Find the points on the cone z^2 = x^2 + y^2 that are closest to the point (2,2,0).

This question aims to explain the concepts of maxima and minima. Formulas to calculate the extreme values of the function. Further, it explains how to calculate the distance between the points.

In mathematics, the length of the line segment between the two points is the Euclidean distance between two points. The Pythagorean theorem is used to calculate the distance from the cartesian coordinates of the point. It is also called the Pythagorean distance.

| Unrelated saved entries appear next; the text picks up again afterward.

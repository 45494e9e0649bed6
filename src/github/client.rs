//! Blocking GitHub REST client.

use super::{CheckRun, PullRequestRef, Review, ReviewApi};
use crate::error::{ReleaseError, Result};
use reqwest::blocking::Client;
use serde::Deserialize;
use serde::de::DeserializeOwned;
use std::time::Duration;
use tracing::debug;

const PER_PAGE: usize = 100;
const USER_AGENT: &str = concat!("mlrelease/", env!("CARGO_PKG_VERSION"));

#[derive(Deserialize)]
struct PullRequest {
    #[serde(default)]
    head: Option<Head>,
}

#[derive(Deserialize)]
struct Head {
    #[serde(default)]
    sha: Option<String>,
}

#[derive(Deserialize)]
struct CheckRunsPage {
    #[serde(default)]
    total_count: Option<usize>,
    #[serde(default)]
    check_runs: Vec<CheckRun>,
}

/// GitHub REST API client authenticated with a bearer token.
pub struct GithubClient {
    api_url: String,
    token: String,
    client: Client,
}

impl GithubClient {
    pub fn new(api_url: &str, token: &str, timeout: Duration) -> Result<Self> {
        let client = Client::builder()
            .user_agent(USER_AGENT)
            .timeout(timeout)
            .build()
            .map_err(|e| ReleaseError::http("failed to build HTTP client", e))?;

        Ok(Self {
            api_url: api_url.trim_end_matches('/').to_string(),
            token: token.to_string(),
            client,
        })
    }

    fn repo_url(&self, pr: &PullRequestRef) -> String {
        format!("{}/repos/{}/{}", self.api_url, pr.owner, pr.repo)
    }

    fn get_json<T: DeserializeOwned>(&self, url: &str, query: &[(&str, String)], context: &str) -> Result<T> {
        debug!(url, "GET");
        let resp = self
            .client
            .get(url)
            .query(query)
            .bearer_auth(&self.token)
            .header("Accept", "application/vnd.github+json")
            .header("X-GitHub-Api-Version", "2022-11-28")
            .send()
            .map_err(|e| ReleaseError::http(context, e))?;

        let status = resp.status();
        if !status.is_success() {
            let body = resp
                .text()
                .unwrap_or_else(|_| "<unreadable body>".to_string());
            return Err(ReleaseError::Api {
                context: context.to_string(),
                status: status.as_u16(),
                body,
            });
        }

        resp.json::<T>().map_err(|e| ReleaseError::http(context, e))
    }

    fn page_query(page: usize) -> [(&'static str, String); 2] {
        [("per_page", PER_PAGE.to_string()), ("page", page.to_string())]
    }
}

impl ReviewApi for GithubClient {
    fn list_reviews(&self, pr: &PullRequestRef) -> Result<Vec<Review>> {
        let url = format!("{}/pulls/{}/reviews", self.repo_url(pr), pr.number);
        let context = format!("failed to fetch reviews for {}", pr);

        let mut reviews = Vec::new();
        for page in 1.. {
            let batch: Vec<Review> = self.get_json(&url, &Self::page_query(page), &context)?;
            let done = batch.len() < PER_PAGE;
            reviews.extend(batch);
            if done {
                break;
            }
        }
        Ok(reviews)
    }

    fn head_sha(&self, pr: &PullRequestRef) -> Result<String> {
        let url = format!("{}/pulls/{}", self.repo_url(pr), pr.number);
        let context = format!("failed to fetch {}", pr);

        let pull: PullRequest = self.get_json(&url, &[], &context)?;
        pull.head
            .and_then(|h| h.sha)
            .filter(|sha| !sha.is_empty())
            .ok_or_else(|| {
                ReleaseError::GateFailed(format!("could not determine head SHA of {}", pr))
            })
    }

    fn list_check_runs(&self, pr: &PullRequestRef, sha: &str) -> Result<Vec<CheckRun>> {
        let url = format!("{}/commits/{}/check-runs", self.repo_url(pr), sha);
        let context = format!("failed to fetch check runs for commit {}", sha);

        let mut runs = Vec::new();
        for page in 1.. {
            let batch: CheckRunsPage = self.get_json(&url, &Self::page_query(page), &context)?;
            let received = batch.check_runs.len();
            runs.extend(batch.check_runs);
            // Without total_count, only a short page ends the listing.
            let complete = batch.total_count.is_some_and(|total| runs.len() >= total);
            if received < PER_PAGE || complete {
                break;
            }
        }
        Ok(runs)
    }
}
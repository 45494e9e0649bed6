//! The global "major.minor" release version.
//!
//! The version of record lives in a repository-tracked YAML file
//! (`{version: "X.Y"}`). Reading is soft: anything unexpected reads as `0.0`.
//! Bumping is a pure transform ([`bump`]) sandwiched between a
//! [`VersionStore`] load and save.

pub mod bump;
pub(crate) mod store;

pub use bump::{BumpKind, BumpOutcome, BumpPolicy, bump};
pub use store::{VersionFile, VersionStore};

use std::fmt;
use std::str::FromStr;

/// A `(major, minor)` pair of non-negative integers.
#[derive(Debug, Clone, Copy, Default, PartialEq, Eq, PartialOrd, Ord, Hash)]
pub struct Version {
    pub major: u32,
    pub minor: u32,
}

impl Version {
    pub const ZERO: Version = Version { major: 0, minor: 0 };

    pub fn new(major: u32, minor: u32) -> Self {
        Self { major, minor }
    }

    /// Parse leniently: malformed input yields `0.0`.
    pub fn parse_or_zero(s: &str) -> Self {
        s.parse().unwrap_or(Self::ZERO)
    }
}

/// Error returned when a string is not `<int>.<int>`.
#[derive(Debug, Clone, PartialEq, Eq)]
pub struct ParseVersionError(String);

impl fmt::Display for ParseVersionError {
    fn fmt(&self, f: &mut fmt::Formatter<'_>) -> fmt::Result {
        write!(f, "invalid version '{}': expected <major>.<minor>", self.0)
    }
}

impl std::error::Error for ParseVersionError {}

impl FromStr for Version {
    type Err = ParseVersionError;

    fn from_str(s: &str) -> Result<Self, Self::Err> {
        let err = || ParseVersionError(s.to_string());
        let (major, minor) = s.trim().split_once('.').ok_or_else(err)?;
        let major = major.parse::<u32>().map_err(|_| err())?;
        let minor = minor.parse::<u32>().map_err(|_| err())?;
        Ok(Self { major, minor })
    }
}

impl fmt::Display for Version {
    fn fmt(&self, f: &mut fmt::Formatter<'_>) -> fmt::Result {
        write!(f, "{}.{}", self.major, self.minor)
    }
}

The largest and smallest value of the function is called its maxima and minima respectively either for the entire domain or the given range. They are also called the extrema of the function.

Expert Answer

Let us assume the point $B(x,y,z)$ represents the point on the cone.

Finding the distance between the point $A(2,2,0)$ and the point $B(x,y,z)$:

Inserting the values in the distance formula:

$$d=\sqrt{(x_2-x_1{)}^2+(y_2-y_1{)}^2+(z_2-z_1{)}^2}$$

$$d=\sqrt{(x-2{)}^2+(y-2{)}^2+(z-0{)}^2}$$

$$d=\sqrt{(x-2{)}^2+(y-2{)}^2+z^2}$$

Inserting the $z^2=x^2+y^2$ in the above equation:

$$d=\sqrt{(x-2{)}^2+(y-2{)}^2+x^2+y^2}$$

Squaring both sides:

$$d^2=(x-2{)}^2+(y-2{)}^2+x^2+y^2$$

If we minimize $d^2$, we minimize the distance $d$ between the points $A(2,2,0)$ and the point $B(x,y,z)$.

$$f^{\prime }=0$$

$${\displaystyle \frac{df}{dx}}={\displaystyle \frac{d}{dx}}(x-2{)}^2+(y-2{)}^2+x^2+y^2$$

$${\displaystyle \frac{df}{dx}}=2(x-2)+2x$$

Putting ${\displaystyle \frac{df}{dx}}$ equals to $0$ and solving for $x$:

$$2x–4+2x=0$$

$$4x=4$$

$$x=1$$

Similarly solving for $y$:

$${\displaystyle \frac{df}{dy}}={\displaystyle \frac{d}{dy}}(x-2{)}^2+(y-2{)}^2+x^2+y^2$$

$${\displaystyle \frac{df}{dy}}=2(y-2)+2y$$

Putting ${\displaystyle \frac{df}{dy}}$ equals to $0$ and solving for $y$:

$$2y–4+2y=0$$

$$4y=4$$

$$y=1$$

Now solving $z^2=x^2+y^2$ by inserting the above calculated values of $x$ and $y$.

$$z^2=1+1$$

$$z^2=2$$

$$z=\pm \sqrt{2}$$

Numerical Results

The points on the cone $z^2=x^2+y^2$ that are closest to the point $(2,2,0)$ are $(1,1,\sqrt{2})$ and $(1,1,-\sqrt{2})$.

Example

Find the points that are closest to the point $(4,2,0)$ on the cone $z^2=x^2+y^2$.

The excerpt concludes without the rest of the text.